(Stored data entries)
__________________________________________________
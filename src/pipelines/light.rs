use wgpu::util::DeviceExt;

use crate::data_structures::scene_graph::{Light, LightKind};

#[derive(Debug)]
pub struct LightResources {
    pub uniform: LightUniform,
    pub buffer: wgpu::Buffer,
    pub bind_group: wgpu::BindGroup,
    pub bind_group_layout: wgpu::BindGroupLayout,
}

impl LightResources {
    pub fn new<'a>(device: &wgpu::Device, lights: impl IntoIterator<Item = &'a Light>) -> Self {
        let uniform = LightUniform::from_lights(lights);
        let buffer = mk_buffer(device, uniform);
        let bind_group_layout = mk_bind_group_layout(device);
        let bind_group = mk_bind_group(device, &bind_group_layout, &buffer);
        Self {
            uniform,
            buffer,
            bind_group,
            bind_group_layout,
        }
    }
}

/// Every light of the scene folded into what the standard shader consumes: the
/// sum of all ambient lights and a single point light.
#[repr(C)]
#[derive(Debug, Copy, Clone, Default, PartialEq, bytemuck::Pod, bytemuck::Zeroable)]
pub struct LightUniform {
    pub ambient_colour: [f32; 3],
    pub ambient_intensity: f32,
    pub point_position: [f32; 3],
    pub point_intensity: f32,
    pub point_colour: [f32; 3],
    // Doubles as the 16 byte padding of the block; 0.0 switches the point light off.
    pub point_enabled: f32,
}

impl LightUniform {
    pub fn from_lights<'a>(lights: impl IntoIterator<Item = &'a Light>) -> Self {
        let mut uniform = Self::default();
        let mut ambient = [0.0f32; 3];
        let mut point_lights = 0;
        for light in lights {
            match light.kind {
                LightKind::Ambient => {
                    for (sum, channel) in ambient.iter_mut().zip(light.colour) {
                        *sum += channel * light.intensity;
                    }
                }
                LightKind::Point { position } => {
                    point_lights += 1;
                    if point_lights > 1 {
                        continue;
                    }
                    uniform.point_position = position.into();
                    uniform.point_colour = light.colour;
                    uniform.point_intensity = light.intensity;
                    uniform.point_enabled = 1.0;
                }
            }
        }
        if point_lights > 1 {
            log::warn!(
                "The standard shader supports one point light, {} were added. Only the first one is used.",
                point_lights
            );
        }
        // Pre-multiplied so the shader can treat the intensity as a plain scale.
        uniform.ambient_colour = ambient;
        uniform.ambient_intensity = 1.0;
        uniform
    }
}

pub fn mk_buffer(device: &wgpu::Device, light_uniform: LightUniform) -> wgpu::Buffer {
    device.create_buffer_init(&wgpu::util::BufferInitDescriptor {
        label: Some("Light Uniform Buffer"),
        contents: bytemuck::cast_slice(&[light_uniform]),
        usage: wgpu::BufferUsages::UNIFORM | wgpu::BufferUsages::COPY_DST,
    })
}

pub fn mk_bind_group_layout(device: &wgpu::Device) -> wgpu::BindGroupLayout {
    device.create_bind_group_layout(&wgpu::BindGroupLayoutDescriptor {
        entries: &[wgpu::BindGroupLayoutEntry {
            binding: 0,
            visibility: wgpu::ShaderStages::VERTEX | wgpu::ShaderStages::FRAGMENT,
            ty: wgpu::BindingType::Buffer {
                ty: wgpu::BufferBindingType::Uniform,
                has_dynamic_offset: false,
                min_binding_size: None,
            },
            count: None,
        }],
        label: Some("light_bind_group_layout"),
    })
}

pub fn mk_bind_group(
    device: &wgpu::Device,
    bind_group_layout: &wgpu::BindGroupLayout,
    light_buffer: &wgpu::Buffer,
) -> wgpu::BindGroup {
    device.create_bind_group(&wgpu::BindGroupDescriptor {
        layout: bind_group_layout,
        entries: &[wgpu::BindGroupEntry {
            binding: 0,
            resource: light_buffer.as_entire_binding(),
        }],
        label: Some("light_bind_group"),
    })
}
__________________________________________________
- _Task prompt_: Each entry above, in full, should be output exactly as it reads.

- _Response box_:
filename src/pipelines/light.rs
use wgpu::util::DeviceExt;

use crate::data_structures::scene_graph::{Light, LightKind};

#[derive(Debug)]
pub struct LightResources {
    pub uniform: LightUniform,
    pub buffer: wgpu::Buffer,
    pub bind_group: wgpu::BindGroup,
    pub bind_group_layout: wgpu::BindGroupLayout,
}

impl LightResources {
    pub fn new<'a>(device: &wgpu::Device, lights: impl IntoIterator<Item = &'a Light>) -> Self {
        let uniform = LightUniform::from_lights(lights);
        let buffer = mk_buffer(device, uniform);
        let bind_group_layout = mk_bind_group_layout(device);
        let bind_group = mk_bind_group(device, &bind_group_layout, &buffer);
        Self {
            uniform,
            buffer,
            bind_group,
            bind_group_layout,
        }
    }
}

/// Every light of the scene folded into what the standard shader consumes: the
/// sum of all ambient lights and a single point light.
#[repr(C)]
#[derive(Debug, Copy, Clone, Default, PartialEq, bytemuck::Pod, bytemuck::Zeroable)]
pub struct LightUniform {
    pub ambient_colour: [f32; 3],
    pub ambient_intensity: f32,
    pub point_position: [f32; 3],
    pub point_intensity: f32,
    pub point_colour: [f32; 3],
    // Doubles as the 16 byte padding of the block; 0.0 switches the point light off.
    pub point_enabled: f32,
}

impl LightUniform {
    pub fn from_lights<'a>(lights: impl IntoIterator<Item = &'a Light>) -> Self {
        let mut uniform = Self::default();
        let mut ambient = [0.0f32; 3];
        let mut point_lights = 0;
        for light in lights {
            match light.kind {
                LightKind::Ambient => {
                    for (sum, channel) in ambient.iter_mut().zip(light.colour) {
                        *sum += channel * light.intensity;
                    }
                }
                LightKind::Point { position } => {
                    point_lights += 1;
                    if point_lights > 1 {
                        continue;
                    }
                    uniform.point_position = position.into();
                    uniform.point_colour = light.colour;
                    uniform.point_intensity = light.intensity;
                    uniform.point_enabled = 1.0;
                }
            }
        }
        if point_lights > 1 {
            log::warn!(
                "The standard shader supports one point light, {} were added. Only the first one is used.",
                point_lights
            );
        }
        // Pre-multiplied so the shader can treat the intensity as a plain scale.
        uniform.ambient_colour = ambient;
        uniform.ambient_intensity = 1.0;
        uniform
    }
}

pub fn mk_buffer(device: &wgpu::Device, light_uniform: LightUniform) -> wgpu::Buffer {
    device.create_buffer_init(&wgpu::util::BufferInitDescriptor {
        label: Some("Light Uniform Buffer"),
        contents: bytemuck::cast_slice(&[light_uniform]),
        usage: wgpu::BufferUsages::UNIFORM | wgpu::BufferUsages::COPY_DST,
    })
}

pub fn mk_bind_group_layout(device: &wgpu::Device) -> wgpu::BindGroupLayout {
    device.create_bind_group_layout(&wgpu::BindGroupLayoutDescriptor {
        entries: &[wgpu::BindGroupLayoutEntry {
            binding: 0,
            visibility: wgpu::ShaderStages::VERTEX | wgpu::ShaderStages::FRAGMENT,
            ty: wgpu::BindingType::Buffer {
                ty: wgpu::BufferBindingType::Uniform,
                has_dynamic_offset: false,
                min_binding_size: None,
            },
            count: None,
        }],
        label: Some("light_bind_group_layout"),
    })
}

pub fn mk_bind_group(
    device: &wgpu::Device,
    bind_group_layout: &wgpu::BindGroupLayout,
    light_buffer: &wgpu::Buffer,
) -> wgpu::BindGroup {
    device.create_bind_group(&wgpu::BindGroupDescriptor {
        layout: bind_group_layout,
        entries: &[wgpu::BindGroupEntry {
            binding: 0,
            resource: light_buffer.as_entire_binding(),
        }],
        label: Some("light_bind_group"),
    })
}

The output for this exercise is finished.